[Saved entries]
- - -
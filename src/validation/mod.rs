//! Declarative per-field validation rules.
//!
//! DESIGN
//! ======
//! A form record implements [`Schema`]: it names its fields, exposes their
//! current values and lists an ordered rule set per field. Validation walks
//! every field and records the first failing rule's message. Rule order is
//! significant: format rules also run on empty input (an empty string never
//! matches a pattern or meets a minimum length), so a field whose format
//! rule comes before `Required` reports the format message when blank.

#[cfg(test)]
#[path = "mod_test.rs"]
mod mod_test;

pub mod login;
pub mod signup;

use std::collections::BTreeMap;
use std::fmt::Debug;

use regex::Regex;

/// Field-name to message mapping produced by a failed validation.
pub type FieldErrors<F> = BTreeMap<F, &'static str>;

/// A form field identifier.
pub trait Field: Copy + Ord + Debug + Send + Sync + 'static {
    /// Wire/DOM name of the field (`fullName`, `email`, ...).
    fn name(self) -> &'static str;
}

/// One validation rule. Rules carry their own user-facing message.
#[derive(Clone, Copy)]
pub enum Rule<F: 'static> {
    Required(&'static str),
    Email(&'static str),
    Pattern(fn() -> &'static Regex, &'static str),
    MinChars(usize, &'static str),
    SameAs(F, &'static str),
}

impl<F: Field> Rule<F> {
    fn check<S: Schema<Field = F> + ?Sized>(&self, value: &str, record: &S) -> Result<(), &'static str> {
        let ok = match *self {
            Self::Required(_) => !value.is_empty(),
            Self::Email(_) => validator::validate_email(value),
            Self::Pattern(regex, _) => regex().is_match(value),
            Self::MinChars(min, _) => value.chars().count() >= min,
            Self::SameAs(other, _) => record.value(other) == value,
        };
        if ok { Ok(()) } else { Err(self.message()) }
    }

    fn message(&self) -> &'static str {
        match *self {
            Self::Required(msg)
            | Self::Email(msg)
            | Self::Pattern(_, msg)
            | Self::MinChars(_, msg)
            | Self::SameAs(_, msg) => msg,
        }
    }
}

/// A form record with declarative per-field rules.
pub trait Schema {
    type Field: Field;

    /// Every field, in display order.
    const FIELDS: &'static [Self::Field];

    /// Ordered rules for `field`; the first failure wins.
    fn rules(field: Self::Field) -> &'static [Rule<Self::Field>];

    fn value(&self, field: Self::Field) -> &str;

    fn set_value(&mut self, field: Self::Field, value: String);

    /// Validate a single field against the whole record.
    fn validate_field(&self, field: Self::Field) -> Option<&'static str> {
        let value = self.value(field);
        Self::rules(field).iter().find_map(|rule| rule.check(value, self).err())
    }

    /// Validate the whole record. An empty map means the record is valid.
    fn validate(&self) -> FieldErrors<Self::Field> {
        Self::FIELDS
            .iter()
            .filter_map(|&field| self.validate_field(field).map(|msg| (field, msg)))
            .collect()
    }
}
- - -
### [Task brief]
Where a line of the records contains the word "Schema", copy that line.

### [Solution to the exercise]
//! A form record implements [`Schema`]: it names its fields, exposes their
    fn check<S: Schema<Field = F> + ?Sized>(&self, value: &str, record: &S) -> Result<(), &'static str> {
pub trait Schema {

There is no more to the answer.